The internet is good at presenting information, but nothing matches television and radio when it comes to moving and persuading people. TV and radio are especially powerful ways to reach older persons, minorities, and people with low incomes, for the traditional means of communication -- print materials -- are limited in their ability to reach them. In the field of health, for example, a Roper survey in 1998 revealed that 40% of Americans' health information comes from television, as opposed to 36% from their physicians, and 35% from magazines and journals (David Haber, Health Promotion and Aging). A study by the Robert Wood Johnson foundation found that television is the primary source of information for those aged 65 and older.
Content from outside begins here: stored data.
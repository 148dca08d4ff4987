// SPDX-License-Identifier: BUSL-1.1
// Copyright (c) 2026 Alfred Jean LLC

//! Wire-shaped request/response DTOs for the control surface.
//!
//! These name the shape a control socket would speak; nothing in this
//! crate binds them to an actual transport. A caller in-process uses
//! [`crate::DrainHandle`] directly and never touches these types.

use drain_core::BeadId;
use drain_engine::Status;
use serde::{Deserialize, Serialize};

#[derive(Debug, Clone, Serialize, Deserialize, PartialEq)]
#[serde(tag = "command", rename_all = "snake_case")]
pub enum ControlRequest {
    Pause { graceful: bool },
    Resume,
    Stop { graceful: bool },
    Retry,
    Status,
    ResetHistory { bead_id: BeadId },
    ResetBead { bead_id: BeadId },
}

#[derive(Debug, Clone, Serialize, Deserialize)]
#[serde(tag = "result", rename_all = "snake_case")]
pub enum ControlResponse {
    Ok,
    Status(StatusDto),
    Error { message: String },
}

/// Serializable mirror of [`drain_engine::Status`] (`Status` itself holds a
/// `&'static str`, which doesn't round-trip through `Deserialize`).
#[derive(Debug, Clone, Serialize, Deserialize)]
pub struct StatusDto {
    pub state: String,
    pub reported_state: String,
    pub current_bead: Option<BeadId>,
    pub current_turn: u32,
    pub stall_reason: Option<String>,
}

impl From<Status> for StatusDto {
    fn from(status: Status) -> Self {
        Self {
            state: status.state.to_string(),
            reported_state: status.reported_state.to_string(),
            current_bead: status.current_bead,
            current_turn: status.current_turn,
            stall_reason: status.stall_reason,
        }
    }
}
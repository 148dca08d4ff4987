// SPDX-License-Identifier: BUSL-1.1
// Copyright (c) 2026 Alfred Jean LLC

// Allow panic!/unwrap/expect in test code
#![cfg_attr(test, allow(clippy::panic))]
#![cfg_attr(test, allow(clippy::unwrap_used))]
#![cfg_attr(test, allow(clippy::expect_used))]

//! drain-storage: the two durable Event Bus subscribers.
//!
//! [`LogSink`] appends every event as one JSON line; [`StateSink`] keeps
//! the bead-history/stall snapshot current and atomically persists it.
//! Neither ever propagates its own I/O failures back to the controller —
//! they log and keep going.

mod log_sink;
mod state_sink;

pub use log_sink::{LogSink, LogSinkHandle};
pub use state_sink::{StateSink, StateSinkError, StateSinkHandle};
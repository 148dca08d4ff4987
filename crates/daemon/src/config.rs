// SPDX-License-Identifier: BUSL-1.1
// Copyright (c) 2026 Alfred Jean LLC

//! Layered configuration: built-in defaults, an optional TOML file,
//! `DRAIN_*` environment variables, then explicit CLI flags — each layer
//! overriding the last.

use std::path::{Path, PathBuf};
use std::time::Duration;

use clap::Parser;
use drain_core::BackoffSchedule;
use drain_engine::SelectionMode;
use serde::Deserialize;
use thiserror::Error;

#[derive(Debug, Error)]
pub enum ConfigError {
    #[error("failed to read config file {path}: {source}")]
    Read {
        path: PathBuf,
        #[source]
        source: std::io::Error,
    },
    #[error("failed to parse config file {path}: {source}")]
    Parse {
        path: PathBuf,
        #[source]
        source: toml::de::Error,
    },
}

/// Resolved daemon configuration.
#[derive(Debug, Clone)]
pub struct DrainConfig {
    pub tracker_command: String,
    pub agent_command: String,
    pub poll_interval: Duration,
    pub tracker_timeout: Duration,
    pub tracker_show_timeout: Duration,
    pub agent_timeout: Duration,
    pub backoff: BackoffSchedule,
    pub max_failures: u32,
    pub selection_mode: SelectionMode,
    pub epic: Option<String>,
    pub eager_switch: bool,
    pub prompt_template_path: Option<PathBuf>,
    pub follow_up_template_path: Option<PathBuf>,
    pub event_log_path: PathBuf,
    pub state_file_path: PathBuf,
    /// Opaque — handed to whatever control-socket collaborator is wired
    /// in, never parsed here.
    pub socket_path: PathBuf,
    pub log_filter: String,
}

impl Default for DrainConfig {
    fn default() -> Self {
        let state_dir = default_state_dir();
        Self {
            tracker_command: "br".into(),
            agent_command: "claude".into(),
            poll_interval: Duration::from_secs(10),
            tracker_timeout: Duration::from_secs(30),
            tracker_show_timeout: Duration::from_secs(5),
            agent_timeout: Duration::from_secs(60 * 60),
            backoff: BackoffSchedule::default(),
            max_failures: drain_core::DEFAULT_MAX_FAILURES,
            selection_mode: SelectionMode::Global,
            epic: None,
            eager_switch: false,
            prompt_template_path: None,
            follow_up_template_path: None,
            event_log_path: state_dir.join("events.jsonl"),
            state_file_path: state_dir.join("state.json"),
            socket_path: state_dir.join("drain.sock"),
            log_filter: "info".into(),
        }
    }
}

fn default_state_dir() -> PathBuf {
    if let Ok(dir) = std::env::var("DRAIN_STATE_DIR") {
        return PathBuf::from(dir);
    }
    if let Ok(xdg) = std::env::var("XDG_STATE_HOME") {
        return PathBuf::from(xdg).join("drain");
    }
    let home = std::env::var("HOME").unwrap_or_else(|_| ".".into());
    PathBuf::from(home).join(".local/state/drain")
}

/// All-optional mirror of [`DrainConfig`] for the TOML file layer.
#[derive(Debug, Default, Deserialize)]
#[serde(rename_all = "kebab-case")]
struct FileConfig {
    tracker_command: Option<String>,
    agent_command: Option<String>,
    poll_interval_secs: Option<u64>,
    tracker_timeout_secs: Option<u64>,
    tracker_show_timeout_secs: Option<u64>,
    agent_timeout_secs: Option<u64>,
    backoff_initial_secs: Option<u64>,
    backoff_multiplier: Option<f64>,
    backoff_max_secs: Option<u64>,
    max_failures: Option<u32>,
    selection_mode: Option<String>,
    epic: Option<String>,
    eager_switch: Option<bool>,
    prompt_template_path: Option<PathBuf>,
    follow_up_template_path: Option<PathBuf>,
    event_log_path: Option<PathBuf>,
    state_file_path: Option<PathBuf>,
    socket_path: Option<PathBuf>,
    log_filter: Option<String>,
}

impl FileConfig {
    fn load(path: &Path) -> Result<Self, ConfigError> {
        let text = std::fs::read_to_string(path).map_err(|source| ConfigError::Read {
            path: path.to_path_buf(),
            source,
        })?;
        toml::from_str(&text).map_err(|source| ConfigError::Parse {
            path: path.to_path_buf(),
            source,
        })
    }

    fn apply(self, cfg: &mut DrainConfig) {
        if let Some(v) = self.tracker_command {
            cfg.tracker_command = v;
        }
        if let Some(v) = self.agent_command {
            cfg.agent_command = v;
        }
        if let Some(v) = self.poll_interval_secs {
            cfg.poll_interval = Duration::from_secs(v);
        }
        if let Some(v) = self.tracker_timeout_secs {
            cfg.tracker_timeout = Duration::from_secs(v);
        }
        if let Some(v) = self.tracker_show_timeout_secs {
            cfg.tracker_show_timeout = Duration::from_secs(v);
        }
        if let Some(v) = self.agent_timeout_secs {
            cfg.agent_timeout = Duration::from_secs(v);
        }
        if let Some(v) = self.backoff_initial_secs {
            cfg.backoff.initial = Duration::from_secs(v);
        }
        if let Some(v) = self.backoff_multiplier {
            cfg.backoff.multiplier = v;
        }
        if let Some(v) = self.backoff_max_secs {
            cfg.backoff.max = Duration::from_secs(v);
        }
        if let Some(v) = self.max_failures {
            cfg.max_failures = v;
        }
        if let Some(v) = self.selection_mode {
            if let Some(mode) = parse_selection_mode(&v) {
                cfg.selection_mode = mode;
            }
        }
        if let Some(v) = self.epic {
            cfg.epic = Some(v);
        }
        if let Some(v) = self.eager_switch {
            cfg.eager_switch = v;
        }
        if let Some(v) = self.prompt_template_path {
            cfg.prompt_template_path = Some(v);
        }
        if let Some(v) = self.follow_up_template_path {
            cfg.follow_up_template_path = Some(v);
        }
        if let Some(v) = self.event_log_path {
            cfg.event_log_path = v;
        }
        if let Some(v) = self.state_file_path {
            cfg.state_file_path = v;
        }
        if let Some(v) = self.socket_path {
            cfg.socket_path = v;
        }
        if let Some(v) = self.log_filter {
            cfg.log_filter = v;
        }
    }
}

fn parse_selection_mode(s: &str) -> Option<SelectionMode> {
    match s {
        "global" => Some(SelectionMode::Global),
        "top-level" | "top_level" => Some(SelectionMode::TopLevel),
        _ => None,
    }
}

fn apply_env(cfg: &mut DrainConfig) {
    if let Ok(v) = std::env::var("DRAIN_TRACKER_COMMAND") {
        cfg.tracker_command = v;
    }
    if let Ok(v) = std::env::var("DRAIN_AGENT_COMMAND") {
        cfg.agent_command = v;
    }
    if let Some(v) = env_u64("DRAIN_POLL_INTERVAL_SECS") {
        cfg.poll_interval = Duration::from_secs(v);
    }
    if let Some(v) = env_u64("DRAIN_TRACKER_TIMEOUT_SECS") {
        cfg.tracker_timeout = Duration::from_secs(v);
    }
    if let Some(v) = env_u64("DRAIN_TRACKER_SHOW_TIMEOUT_SECS") {
        cfg.tracker_show_timeout = Duration::from_secs(v);
    }
    if let Some(v) = env_u64("DRAIN_AGENT_TIMEOUT_SECS") {
        cfg.agent_timeout = Duration::from_secs(v);
    }
    if let Some(v) = env_u64("DRAIN_BACKOFF_INITIAL_SECS") {
        cfg.backoff.initial = Duration::from_secs(v);
    }
    if let Ok(v) = std::env::var("DRAIN_BACKOFF_MULTIPLIER") {
        if let Ok(v) = v.parse() {
            cfg.backoff.multiplier = v;
        }
    }
    if let Some(v) = env_u64("DRAIN_BACKOFF_MAX_SECS") {
        cfg.backoff.max = Duration::from_secs(v);
    }
    if let Some(v) = env_u64("DRAIN_MAX_FAILURES") {
        cfg.max_failures = v as u32;
    }
    if let Ok(v) = std::env::var("DRAIN_SELECTION_MODE") {
        if let Some(mode) = parse_selection_mode(&v) {
            cfg.selection_mode = mode;
        }
    }
    if let Ok(v) = std::env::var("DRAIN_EPIC") {
        cfg.epic = Some(v);
    }
    if let Ok(v) = std::env::var("DRAIN_EAGER_SWITCH") {
        cfg.eager_switch = v == "1" || v.eq_ignore_ascii_case("true");
    }
    if let Ok(v) = std::env::var("DRAIN_PROMPT_TEMPLATE_PATH") {
        cfg.prompt_template_path = Some(PathBuf::from(v));
    }
    if let Ok(v) = std::env::var("DRAIN_FOLLOW_UP_TEMPLATE_PATH") {
        cfg.follow_up_template_path = Some(PathBuf::from(v));
    }
    if let Ok(v) = std::env::var("DRAIN_EVENT_LOG_PATH") {
        cfg.event_log_path = PathBuf::from(v);
    }
    if let Ok(v) = std::env::var("DRAIN_STATE_FILE_PATH") {
        cfg.state_file_path = PathBuf::from(v);
    }
    if let Ok(v) = std::env::var("DRAIN_SOCKET_PATH") {
        cfg.socket_path = PathBuf::from(v);
    }
    if let Ok(v) = std::env::var("DRAIN_LOG") {
        cfg.log_filter = v;
    }
}

fn env_u64(key: &str) -> Option<u64> {
    std::env::var(key).ok().and_then(|s| s.parse().ok())
}

/// Command-line overrides. Every field is optional so an absent flag never
/// clobbers a value already set by the file or env layers.
#[derive(Debug, Parser, Default)]
#[command(name = "draind", about = "Drain-loop orchestration daemon")]
pub struct Cli {
    /// Path to a TOML config file, applied before env vars and flags.
    #[arg(long)]
    pub config: Option<PathBuf>,

    #[arg(long)]
    pub tracker_command: Option<String>,
    #[arg(long)]
    pub agent_command: Option<String>,
    #[arg(long)]
    pub poll_interval_secs: Option<u64>,
    #[arg(long)]
    pub max_failures: Option<u32>,
    #[arg(long)]
    pub selection_mode: Option<String>,
    #[arg(long)]
    pub epic: Option<String>,
    #[arg(long)]
    pub eager_switch: bool,
    #[arg(long)]
    pub prompt_template_path: Option<PathBuf>,
    #[arg(long)]
    pub event_log_path: Option<PathBuf>,
    #[arg(long)]
    pub state_file_path: Option<PathBuf>,
    #[arg(long)]
    pub socket_path: Option<PathBuf>,
}

impl Cli {
    fn apply(self, cfg: &mut DrainConfig) {
        if let Some(v) = self.tracker_command {
            cfg.tracker_command = v;
        }
        if let Some(v) = self.agent_command {
            cfg.agent_command = v;
        }
        if let Some(v) = self.poll_interval_secs {
            cfg.poll_interval = Duration::from_secs(v);
        }
        if let Some(v) = self.max_failures {
            cfg.max_failures = v;
        }
        if let Some(v) = self.selection_mode {
            if let Some(mode) = parse_selection_mode(&v) {
                cfg.selection_mode = mode;
            }
        }
        if let Some(v) = self.epic {
            cfg.epic = Some(v);
        }
        if self.eager_switch {
            cfg.eager_switch = true;
        }
        if let Some(v) = self.prompt_template_path {
            cfg.prompt_template_path = Some(v);
        }
        if let Some(v) = self.event_log_path {
            cfg.event_log_path = v;
        }
        if let Some(v) = self.state_file_path {
            cfg.state_file_path = v;
        }
        if let Some(v) = self.socket_path {
            cfg.socket_path = v;
        }
    }
}

impl DrainConfig {
    /// Builds the layered config: defaults, then an optional TOML file
    /// (`--config`, or `DRAIN_CONFIG` if no flag is given), then `DRAIN_*`
    /// env vars, then `cli`.
    pub fn load(cli: Cli) -> Result<Self, ConfigError> {
        let mut cfg = DrainConfig::default();

        let config_path = cli
            .config
            .clone()
            .or_else(|| std::env::var("DRAIN_CONFIG").ok().map(PathBuf::from));
        if let Some(path) = config_path {
            if path.exists() {
                FileConfig::load(&path)?.apply(&mut cfg);
            }
        }

        apply_env(&mut cfg);
        cli.apply(&mut cfg);
        Ok(cfg)
    }
}

#[cfg(test)]
#[path = "config_tests.rs"]
mod tests;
Hispanics rely even more on television for health information and advice. AARP's National Eldercare Institute on Health Promotion found that 1) many Hispanic elders are unfamiliar with senior citizens' centers or find cultural insensitivity there, 2) Hispanic physicians are in short supply and beliefs in folk medicine and the healing power of God often delay medical visits, 3) lack of knowledge and experience with the American health care system, limited funds, and lack of transportation are barriers to timely health care services, and 4) for Hispanics, Spanish-language television and radio are the most credible sources of health information, followed by extended family, work sites, churches, community-wide activities and social clubs and organizations (David Haber, Health Promotion and Aging).